En su fuero interno, se maravilló.

¿Y esto era cuando las condiciones ni siquiera eran favorables?

¡Qué increíble sería si lo fueran!

Tras un momento de intenso temblor,
Cheng Yuan quedó casi sin fuerzas, y Yan Xinyu lo sostuvo rápidamente, limpiándolo con paciencia.

Poco después, Yan Xinyu ayudó a Cheng Yuan a volver a su cama de enfermo y le dio de comer con delicadeza.

Después de que Cheng Yuan estuviera bien comido y bebido, Yan Xinyu propuso marcharse.

—Hermano Yuan, voy a solicitar unas vacaciones anuales.

Probablemente tardaré unas dos horas, y durante estas dos horas, por favor, no te levantes solo de la cama.

Si es absolutamente necesario, puedes tocar el timbre y llamar a una enfermera.

—De acuerdo.

Después de que Yan Xinyu se fuera, Cheng Yuan se dio una suave bofetada.

Planeaba casarse con Shen Manwen, entonces ¿por qué seguía provocando a Yan Xinyu?

Yan Xinyu era diferente de Pan Cuilian, Shao Meng y las demás; si la provocaba, ¡tendría que asumir la responsabilidad!

Justo cuando Cheng Yuan se encontraba en un estado de agitación, sonó su teléfono.

Cheng Yuan sacó su teléfono y vio que era una llamada de su primer colega que se había inclinado por él: Yang Lei.

Cheng Yuan contestó al teléfono y dijo con voz grave: —Yang, ¿qué pasa?

—Jefe Cheng, ¿he oído que está herido?

¿En qué sala está?

Me gustaría ir a verlo.

Los labios de Cheng Yuan se curvaron ligeramente hacia arriba; este Yang Lei era sensato.

—¿Quién te ha dicho que estoy herido?

—La Secretaria Yan pidió una baja por enfermedad en su nombre, ahora todo el mundo en la unidad lo sabe.

Oí que salvó a la hermana de la Secretaria Yan.

¡Jefe Cheng, realmente lo admiro!

Si hubiera sido yo, probablemente me habrían temblado las piernas de miedo.

—Esta pequeña herida mía no es gran cosa.

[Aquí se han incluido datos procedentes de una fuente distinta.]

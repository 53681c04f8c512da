use http::StatusCode;

use crate::session::Session;
use crate::utils::redact;

use super::config::{CsrfConfig, ExecutionMode, PROTECTED_METHODS};
use super::errors::CsrfError;

/// The parts of an inbound request the guard looks at.
pub trait CsrfRequest {
    fn method(&self) -> &str;
    fn path(&self) -> &str;
    /// A field of the parsed request body.
    fn body_field(&self, name: &str) -> Option<&str>;
    /// A request header; lookup is case-insensitive.
    fn header(&self, name: &str) -> Option<&str>;
}

/// Response that ends the request without reaching the handler.
#[derive(Debug, Clone, PartialEq, Eq)]
pub struct Rejection {
    pub status: StatusCode,
    pub body: String,
}

#[derive(Debug, Clone, PartialEq, Eq)]
pub enum Verdict {
    /// Protection does not apply to this request.
    Bypassed,
    /// The submitted token was consumed; `token` is its replacement.
    Validated { token: String },
    Rejected(Rejection),
}

#[derive(Debug, Clone, Default)]
pub struct CsrfGuard {
    config: CsrfConfig,
}

impl CsrfGuard {
    pub fn new(config: CsrfConfig) -> Self {
        Self { config }
    }

    pub fn config(&self) -> &CsrfConfig {
        &self.config
    }

    /// Whether the request must carry a valid token.
    pub fn applies_to(&self, request: &impl CsrfRequest) -> bool {
        let method = request.method();
        PROTECTED_METHODS
            .iter()
            .any(|m| m.eq_ignore_ascii_case(method))
            && !self.config.is_excluded(request.path())
    }

    /// Token from the body field, falling back to the header. Empty values
    /// count as absent.
    pub fn extract_token<'a>(&self, request: &'a impl CsrfRequest) -> Option<&'a str> {
        request
            .body_field(&self.config.field_name)
            .filter(|t| !t.is_empty())
            .or_else(|| {
                request
                    .header(&self.config.header_name)
                    .filter(|t| !t.is_empty())
            })
    }

    /// Runs the check for one request.
    ///
    /// On success the submitted token is consumed, expired tokens are pruned and
    /// a replacement is issued. A failure becomes `Verdict::Rejected` in
    /// production and an error otherwise.
    #[tracing::instrument(skip_all, fields(method = request.method(), path = request.path()))]
    pub fn check(
        &self,
        session: &mut Session,
        request: &impl CsrfRequest,
    ) -> Result<Verdict, CsrfError> {
        if !self.applies_to(request) {
            return Ok(Verdict::Bypassed);
        }

        let Some(candidate) = self.extract_token(request) else {
            tracing::warn!("CSRF token missing");
            return self.fail(CsrfError::TokenMissing);
        };

        if !session.validate_token(candidate) {
            tracing::warn!("CSRF token rejected: {}", redact(candidate));
            return self.fail(CsrfError::TokenInvalid);
        }

        session.prune_expired_tokens();
        let token = session.token()?;
        tracing::debug!("CSRF token validated");
        Ok(Verdict::Validated { token })
    }

    fn fail(&self, err: CsrfError) -> Result<Verdict, CsrfError> {
        match self.config.mode {
            ExecutionMode::Production => Ok(Verdict::Rejected(Rejection {
                status: StatusCode::FORBIDDEN,
                body: "Forbidden".to_string(),
            })),
            ExecutionMode::Development => Err(err),
        }
    }
}
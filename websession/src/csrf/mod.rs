mod config;
mod errors;
mod guard;

pub use config::{CSRF_FORM_FIELD, CSRF_HEADER_NAME, CsrfConfig, ExecutionMode, PROTECTED_METHODS};
pub use errors::CsrfError;
pub use guard::{CsrfGuard, CsrfRequest, Rejection, Verdict};
use thiserror::Error;

use crate::storage::StorageError;
use crate::utils::UtilError;

#[derive(Debug, Error, Clone)]
pub enum SessionError {
    /// The response has already begun; a session cookie can no longer be sent.
    #[error("Cannot start session: output has already started")]
    AlreadyStartedOutput,

    #[error("Session is not started")]
    NotStarted,

    #[error("Session handler configuration error: {0}")]
    HandlerConfig(String),

    #[error("Storage error: {0}")]
    Storage(String),

    #[error("Crypto error: {0}")]
    Crypto(String),

    #[error("Json conversion(Serde) error: {0}")]
    Serde(String),

    #[error("Cookie error: {0}")]
    Cookie(String),
}

impl From<StorageError> for SessionError {
    fn from(err: StorageError) -> Self {
        match err {
            StorageError::Config(msg) => Self::HandlerConfig(msg),
            other => Self::Storage(other.to_string()),
        }
    }
}

impl From<UtilError> for SessionError {
    fn from(err: UtilError) -> Self {
        match err {
            UtilError::Crypto(msg) => Self::Crypto(msg),
        }
    }
}

impl From<serde_json::Error> for SessionError {
    fn from(err: serde_json::Error) -> Self {
        Self::Serde(err.to_string())
    }
}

¡El proyecto del río Weidong debe avanzar rápidamente!

¡La reunión de licitación tendrá lugar hoy!

¡Tú la presidirás!

¡Sigue todos los procedimientos!

¡Nadie tiene privilegios especiales!

Construcción Rongji en particular, ¿puedes encargarte de eso?

—¡Sí!

¡Tenga la seguridad, Jefe Cheng!

¡Seguiré estrictamente los procedimientos!

¡Ninguna empresa tiene privilegios especiales!

—Yang, si lo haces bien y el proyecto del río Weidong resulta bueno, encontraré la manera de trasladarte a la ciudad del condado.

La promesa de Cheng Yuan disipó por completo las preocupaciones de Yang Lei.

Ser trasladado al condado significaría que Ma Guorong no podría causarle ningún problema.

—¡Gracias por su confianza, Jefe Cheng!

Tras animarlo un par de veces más, Cheng Yuan colgó el teléfono.

De repente, la puerta de la sala se abrió con suavidad.

Cheng Yuan giró la cabeza instintivamente y vio a alguien a quien nunca esperó: la esposa de Ma Guorong, Shao Meng.